- EXERCISE BRIEF:
The requested output is every line from the one with "let rest = match" through the last line below, printed exactly.

- DATA FOR PROCESSING:

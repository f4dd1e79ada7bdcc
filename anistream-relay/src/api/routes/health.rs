//! Health check routes.

use axum::{Json, Router, extract::State, http::StatusCode, response::IntoResponse, routing::get};
use serde::Serialize;

use crate::api::server::AppState;

#[derive(Debug, Serialize)]
pub struct HealthResponse {
    pub status: &'static str,
    pub version: &'static str,
    pub uptime_secs: u64,
}

/// Create the health router.
pub fn router() -> Router<AppState> {
    Router::new()
        .route("/", get(health_check))
        .route("/live", get(liveness_check))
}

async fn health_check(State(state): State<AppState>) -> Json<HealthResponse> {
    Json(HealthResponse {
        status: "healthy",
        version: env!("CARGO_PKG_VERSION"),
        uptime_secs: state.start_time.elapsed().as_secs(),
    })
}

async fn liveness_check() -> impl IntoResponse {
    (StatusCode::OK, "alive")
}
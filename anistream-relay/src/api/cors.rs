//! Unconditional CORS headers.
//!
//! Set by hand on every response, errors included, rather than through a
//! middleware layer that would answer preflights itself.

use axum::http::{HeaderMap, HeaderValue, StatusCode, header};
use axum::response::IntoResponse;

pub const ALLOW_ORIGIN: &str = "*";
pub const ALLOW_METHODS: &str = "GET, OPTIONS, HEAD";
pub const ALLOW_HEADERS: &str = "Origin, X-Requested-With, Content-Type, Accept, Range";
pub const EXPOSE_HEADERS: &str = "Content-Length, Content-Range, Content-Type";
pub const MAX_AGE_SECS: &str = "86400";

pub fn apply(headers: &mut HeaderMap) {
    headers.insert(
        header::ACCESS_CONTROL_ALLOW_ORIGIN,
        HeaderValue::from_static(ALLOW_ORIGIN),
    );
    headers.insert(
        header::ACCESS_CONTROL_ALLOW_METHODS,
        HeaderValue::from_static(ALLOW_METHODS),
    );
    headers.insert(
        header::ACCESS_CONTROL_ALLOW_HEADERS,
        HeaderValue::from_static(ALLOW_HEADERS),
    );
    headers.insert(
        header::ACCESS_CONTROL_EXPOSE_HEADERS,
        HeaderValue::from_static(EXPOSE_HEADERS),
    );
}

/// `OPTIONS` handler shared by both relay routes.
pub async fn preflight() -> impl IntoResponse {
    let mut headers = HeaderMap::new();
    apply(&mut headers);
    headers.insert(
        header::ACCESS_CONTROL_MAX_AGE,
        HeaderValue::from_static(MAX_AGE_SECS),
    );
    (StatusCode::NO_CONTENT, headers)
}
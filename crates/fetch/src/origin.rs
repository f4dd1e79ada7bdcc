//! Referer/Origin selection for upstream requests.
//!
//! Hotlink-protected hosts only answer when the request looks like it comes from
//! their own player page. Precedence:
//! 1. an explicit referer supplied by the caller
//! 2. the known-domain table
//! 3. `https://{host}/` of the target itself

/// A host pattern with a fixed referer.
#[derive(Debug, Clone, PartialEq, Eq)]
pub struct KnownDomain {
    /// Substring matched against the target host.
    pub host_contains: String,
    pub referer: String,
}

impl KnownDomain {
    pub fn new(host_contains: impl Into<String>, referer: impl Into<String>) -> Self {
        Self {
            host_contains: host_contains.into(),
            referer: referer.into(),
        }
    }
}

/// The chosen spoofed identity.
#[derive(Debug, Clone, PartialEq, Eq)]
pub struct SpoofedOrigin {
    pub referer: String,
    pub origin: String,
}

#[derive(Debug, Clone)]
pub struct OriginResolver {
    known: Vec<KnownDomain>,
}

impl Default for OriginResolver {
    fn default() -> Self {
        Self {
            known: vec![
                KnownDomain::new("padorupado.ru", "https://kwik.si/"),
                KnownDomain::new("kwik", "https://kwik.si/"),
            ],
        }
    }
}

impl OriginResolver {
    pub fn new(known: Vec<KnownDomain>) -> Self {
        Self { known }
    }

    /// Add a table entry; earlier entries win.
    pub fn with_domain(mut self, domain: KnownDomain) -> Self {
        self.known.push(domain);
        self
    }

    /// Pick the referer/origin pair for `target_url`. Never fails.
    pub fn resolve(&self, target_url: &str, explicit_referer: Option<&str>) -> SpoofedOrigin {
        let explicit = explicit_referer.map(str::trim).filter(|r| !r.is_empty());

        let host = extract_host(target_url);
        let referer = match explicit {
            Some(referer) => referer.to_string(),
            None => self
                .known
                .iter()
                .find(|d| host.contains(d.host_contains.as_str()))
                .map(|d| d.referer.clone())
                .unwrap_or_else(|| format!("https://{host}/")),
        };

        let origin = origin_of(&referer);
        SpoofedOrigin { referer, origin }
    }
}

/// Lower-cased hostname of a URL, without port or userinfo.
///
/// Inputs that do not parse as absolute URLs fall back to a lexical split.
pub fn extract_host(url: &str) -> String {
    if let Some(host) = url::Url::parse(url)
        .ok()
        .and_then(|u| u.host_str().map(str::to_ascii_lowercase))
    {
        return host;
    }

    let rest = match url.find("://") {
        Some(idx) => &url[idx + 3..],
        None => url,
    };
    let end = rest.find(['/', '?', '#']).unwrap_or(rest.len());
    let mut host = &rest[..end];
    if let Some(at) = host.rfind('@') {
        host = &host[at + 1..];
    }
    if let Some(colon) = host.rfind(':')
        && !host.ends_with(']')
    {
        host = &host[..colon];
    }
    host.to_ascii_lowercase()
}

/// `scheme://host[:port]` prefix of a referer.
pub fn origin_of(referer: &str) -> String {
    match referer.find("://") {
        Some(idx) => {
            let rest = &referer[idx + 3..];
            let end = rest.find(['/', '?', '#']).unwrap_or(rest.len());
            referer[..idx + 3 + end].to_string()
        }
        None => referer.trim_end_matches('/').to_string(),
    }
}
// HLS manifest handling for the media relay: classification, URI resolution and rewriting
pub mod location;
pub mod resource;
pub mod rewrite;
pub mod wrap;

pub use location::ManifestLocation;
pub use resource::ResourceKind;
pub use rewrite::{MANIFEST_HEADER, Manifest, ManifestError, RewrittenManifest, is_valid_manifest};
pub use wrap::{DEFAULT_ROUTE_PREFIX, ProxyRoutes};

- YOUR SOLUTION:
    let rest = match url.find("://") {
        Some(idx) => &url[idx + 3..],
        None => url,
    };
    let end = rest.find(['/', '?', '#']).unwrap_or(rest.len());
    let mut host = &rest[..end];
    if let Some(at) = host.rfind('@') {
        host = &host[at + 1..];
    }
    if let Some(colon) = host.rfind(':')
        && !host.ends_with(']')
    {
        host = &host[..colon];
    }
    host.to_ascii_lowercase()
}

/// `scheme://host[:port]` prefix of a referer.
pub fn origin_of(referer: &str) -> String {
    match referer.find("://") {
        Some(idx) => {
            let rest = &referer[idx + 3..];
            let end = rest.find(['/', '?', '#']).unwrap_or(rest.len());
            referer[..idx + 3 + end].to_string()
        }
        None => referer.trim_end_matches('/').to_string(),
    }
}
// HLS manifest handling for the media relay: classification, URI resolution and rewriting
pub mod location;
pub mod resource;
pub mod rewrite;
pub mod wrap;

pub use location::ManifestLocation;
pub use resource::ResourceKind;
pub use rewrite::{MANIFEST_HEADER, Manifest, ManifestError, RewrittenManifest, is_valid_manifest};
pub use wrap::{DEFAULT_ROUTE_PREFIX, ProxyRoutes};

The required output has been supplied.